◆ Task item ◆
Please count the lines in the data below that mention the word "options", then give only the total.

Dataset START

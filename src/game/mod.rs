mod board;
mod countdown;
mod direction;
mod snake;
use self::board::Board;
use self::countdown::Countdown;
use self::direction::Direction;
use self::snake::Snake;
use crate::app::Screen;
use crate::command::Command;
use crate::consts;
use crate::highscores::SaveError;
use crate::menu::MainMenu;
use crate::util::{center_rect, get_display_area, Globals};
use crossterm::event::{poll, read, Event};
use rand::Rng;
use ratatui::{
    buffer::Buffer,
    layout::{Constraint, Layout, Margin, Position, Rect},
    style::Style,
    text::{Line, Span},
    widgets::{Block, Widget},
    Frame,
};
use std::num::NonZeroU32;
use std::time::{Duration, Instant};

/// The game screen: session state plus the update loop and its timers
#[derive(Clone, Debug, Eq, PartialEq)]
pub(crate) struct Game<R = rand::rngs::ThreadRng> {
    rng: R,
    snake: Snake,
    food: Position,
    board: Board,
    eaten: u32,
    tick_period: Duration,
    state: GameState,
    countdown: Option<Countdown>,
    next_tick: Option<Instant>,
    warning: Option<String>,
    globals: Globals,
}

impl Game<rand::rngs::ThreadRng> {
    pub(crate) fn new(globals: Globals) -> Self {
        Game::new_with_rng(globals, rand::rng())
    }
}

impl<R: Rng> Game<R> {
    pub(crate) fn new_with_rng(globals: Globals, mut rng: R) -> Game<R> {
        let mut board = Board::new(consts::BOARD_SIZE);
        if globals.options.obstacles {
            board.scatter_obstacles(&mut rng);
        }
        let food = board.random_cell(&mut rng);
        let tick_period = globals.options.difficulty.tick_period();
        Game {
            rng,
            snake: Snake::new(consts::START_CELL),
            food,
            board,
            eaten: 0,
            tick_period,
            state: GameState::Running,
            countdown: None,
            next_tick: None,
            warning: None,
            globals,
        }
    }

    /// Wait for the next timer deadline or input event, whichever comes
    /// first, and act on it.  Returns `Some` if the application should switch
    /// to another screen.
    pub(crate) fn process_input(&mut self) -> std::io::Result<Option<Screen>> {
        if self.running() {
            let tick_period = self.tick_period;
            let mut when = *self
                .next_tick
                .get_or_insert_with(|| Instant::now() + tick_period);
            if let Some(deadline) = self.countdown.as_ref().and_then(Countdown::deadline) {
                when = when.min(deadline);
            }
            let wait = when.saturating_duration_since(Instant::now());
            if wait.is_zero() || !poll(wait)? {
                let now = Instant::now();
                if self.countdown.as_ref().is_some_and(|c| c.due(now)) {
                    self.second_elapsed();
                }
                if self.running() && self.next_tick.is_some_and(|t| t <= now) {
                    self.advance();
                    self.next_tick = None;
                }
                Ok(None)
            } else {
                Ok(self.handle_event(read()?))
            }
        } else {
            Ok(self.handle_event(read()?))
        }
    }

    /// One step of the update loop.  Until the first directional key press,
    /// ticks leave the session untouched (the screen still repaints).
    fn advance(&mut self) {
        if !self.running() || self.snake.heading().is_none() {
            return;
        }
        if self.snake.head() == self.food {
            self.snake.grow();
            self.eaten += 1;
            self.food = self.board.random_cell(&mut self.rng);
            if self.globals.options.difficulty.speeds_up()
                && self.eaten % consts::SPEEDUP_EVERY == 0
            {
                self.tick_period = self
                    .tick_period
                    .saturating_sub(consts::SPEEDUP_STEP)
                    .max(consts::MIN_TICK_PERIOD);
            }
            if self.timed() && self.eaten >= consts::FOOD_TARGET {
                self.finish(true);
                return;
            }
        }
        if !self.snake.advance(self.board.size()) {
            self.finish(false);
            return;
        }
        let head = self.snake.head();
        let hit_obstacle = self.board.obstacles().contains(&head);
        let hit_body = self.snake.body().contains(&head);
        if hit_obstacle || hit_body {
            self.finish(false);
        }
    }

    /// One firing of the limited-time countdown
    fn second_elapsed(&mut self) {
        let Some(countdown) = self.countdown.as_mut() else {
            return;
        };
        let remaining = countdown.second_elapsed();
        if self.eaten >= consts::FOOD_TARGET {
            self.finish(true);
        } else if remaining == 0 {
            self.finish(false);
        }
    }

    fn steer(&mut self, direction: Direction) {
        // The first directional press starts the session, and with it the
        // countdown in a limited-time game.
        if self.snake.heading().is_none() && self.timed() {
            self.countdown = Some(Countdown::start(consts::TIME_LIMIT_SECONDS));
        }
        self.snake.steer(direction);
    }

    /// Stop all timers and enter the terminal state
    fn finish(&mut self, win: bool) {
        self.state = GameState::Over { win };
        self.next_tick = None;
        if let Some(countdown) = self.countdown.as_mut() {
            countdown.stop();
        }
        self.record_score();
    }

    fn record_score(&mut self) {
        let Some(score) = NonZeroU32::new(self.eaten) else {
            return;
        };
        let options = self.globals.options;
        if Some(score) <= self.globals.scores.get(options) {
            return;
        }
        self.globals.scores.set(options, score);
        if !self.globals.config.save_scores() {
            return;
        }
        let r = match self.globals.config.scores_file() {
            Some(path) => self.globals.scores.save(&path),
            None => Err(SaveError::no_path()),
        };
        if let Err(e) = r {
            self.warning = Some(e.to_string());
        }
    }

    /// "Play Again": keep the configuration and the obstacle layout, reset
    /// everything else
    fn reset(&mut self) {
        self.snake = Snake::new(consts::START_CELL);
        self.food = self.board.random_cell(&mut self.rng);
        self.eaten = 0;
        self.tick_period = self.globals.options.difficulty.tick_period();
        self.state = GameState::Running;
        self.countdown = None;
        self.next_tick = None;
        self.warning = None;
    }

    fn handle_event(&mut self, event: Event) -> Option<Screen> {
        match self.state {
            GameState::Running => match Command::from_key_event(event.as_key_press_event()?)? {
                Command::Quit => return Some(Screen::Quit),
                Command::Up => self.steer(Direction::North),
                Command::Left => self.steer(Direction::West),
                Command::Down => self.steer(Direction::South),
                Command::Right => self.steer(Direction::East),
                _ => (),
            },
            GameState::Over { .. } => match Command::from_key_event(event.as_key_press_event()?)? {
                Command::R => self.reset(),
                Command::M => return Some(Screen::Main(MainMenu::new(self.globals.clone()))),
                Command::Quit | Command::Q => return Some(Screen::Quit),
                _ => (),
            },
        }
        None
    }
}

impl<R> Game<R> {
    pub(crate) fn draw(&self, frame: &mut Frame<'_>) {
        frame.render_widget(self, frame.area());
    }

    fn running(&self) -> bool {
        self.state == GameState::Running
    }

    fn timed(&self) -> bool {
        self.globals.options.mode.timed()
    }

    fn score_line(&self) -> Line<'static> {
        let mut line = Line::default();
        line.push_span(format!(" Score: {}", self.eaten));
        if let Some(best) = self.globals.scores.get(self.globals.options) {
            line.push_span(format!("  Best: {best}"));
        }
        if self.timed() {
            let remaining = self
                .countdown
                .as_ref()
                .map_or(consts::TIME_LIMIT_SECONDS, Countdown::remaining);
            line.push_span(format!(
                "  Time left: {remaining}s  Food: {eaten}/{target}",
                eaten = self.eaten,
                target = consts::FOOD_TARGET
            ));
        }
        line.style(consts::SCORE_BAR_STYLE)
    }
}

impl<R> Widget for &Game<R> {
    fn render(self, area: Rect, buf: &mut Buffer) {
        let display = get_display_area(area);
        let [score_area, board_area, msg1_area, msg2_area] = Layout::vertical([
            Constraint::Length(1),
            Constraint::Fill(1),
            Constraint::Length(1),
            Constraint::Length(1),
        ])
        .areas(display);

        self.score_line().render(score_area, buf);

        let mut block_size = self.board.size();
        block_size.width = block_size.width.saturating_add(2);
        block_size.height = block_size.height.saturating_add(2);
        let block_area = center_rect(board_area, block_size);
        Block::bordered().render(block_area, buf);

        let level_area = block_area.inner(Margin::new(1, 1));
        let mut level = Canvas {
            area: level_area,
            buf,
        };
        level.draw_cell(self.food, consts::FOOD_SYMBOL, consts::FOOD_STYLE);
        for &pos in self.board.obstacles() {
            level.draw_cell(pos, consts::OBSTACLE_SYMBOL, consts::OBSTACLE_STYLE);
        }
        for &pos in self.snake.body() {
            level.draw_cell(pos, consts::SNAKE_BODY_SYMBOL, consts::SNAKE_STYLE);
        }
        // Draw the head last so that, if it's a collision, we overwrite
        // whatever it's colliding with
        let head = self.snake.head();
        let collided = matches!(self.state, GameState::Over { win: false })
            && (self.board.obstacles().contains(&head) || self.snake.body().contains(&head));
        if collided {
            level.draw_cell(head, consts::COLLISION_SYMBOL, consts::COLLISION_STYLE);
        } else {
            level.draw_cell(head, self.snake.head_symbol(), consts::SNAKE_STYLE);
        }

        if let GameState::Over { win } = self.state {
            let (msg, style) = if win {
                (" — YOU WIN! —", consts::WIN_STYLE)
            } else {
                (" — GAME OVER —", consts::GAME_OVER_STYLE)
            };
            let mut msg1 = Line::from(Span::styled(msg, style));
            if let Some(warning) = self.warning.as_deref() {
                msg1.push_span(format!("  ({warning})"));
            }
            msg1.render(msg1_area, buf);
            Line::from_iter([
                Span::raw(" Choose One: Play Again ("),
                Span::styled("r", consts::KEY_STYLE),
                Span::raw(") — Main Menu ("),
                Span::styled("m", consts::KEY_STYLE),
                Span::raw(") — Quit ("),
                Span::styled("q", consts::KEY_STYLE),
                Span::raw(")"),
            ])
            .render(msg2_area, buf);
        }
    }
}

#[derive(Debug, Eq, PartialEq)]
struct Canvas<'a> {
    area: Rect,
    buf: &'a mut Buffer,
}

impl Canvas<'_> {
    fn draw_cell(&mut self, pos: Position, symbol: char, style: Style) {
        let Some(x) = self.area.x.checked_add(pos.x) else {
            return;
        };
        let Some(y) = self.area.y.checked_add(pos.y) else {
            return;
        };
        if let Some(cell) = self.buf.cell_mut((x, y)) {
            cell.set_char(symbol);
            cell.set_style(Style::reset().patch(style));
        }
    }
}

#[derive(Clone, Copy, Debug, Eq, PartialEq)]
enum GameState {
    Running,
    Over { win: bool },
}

Dataset END

◆ Task answer ◆
9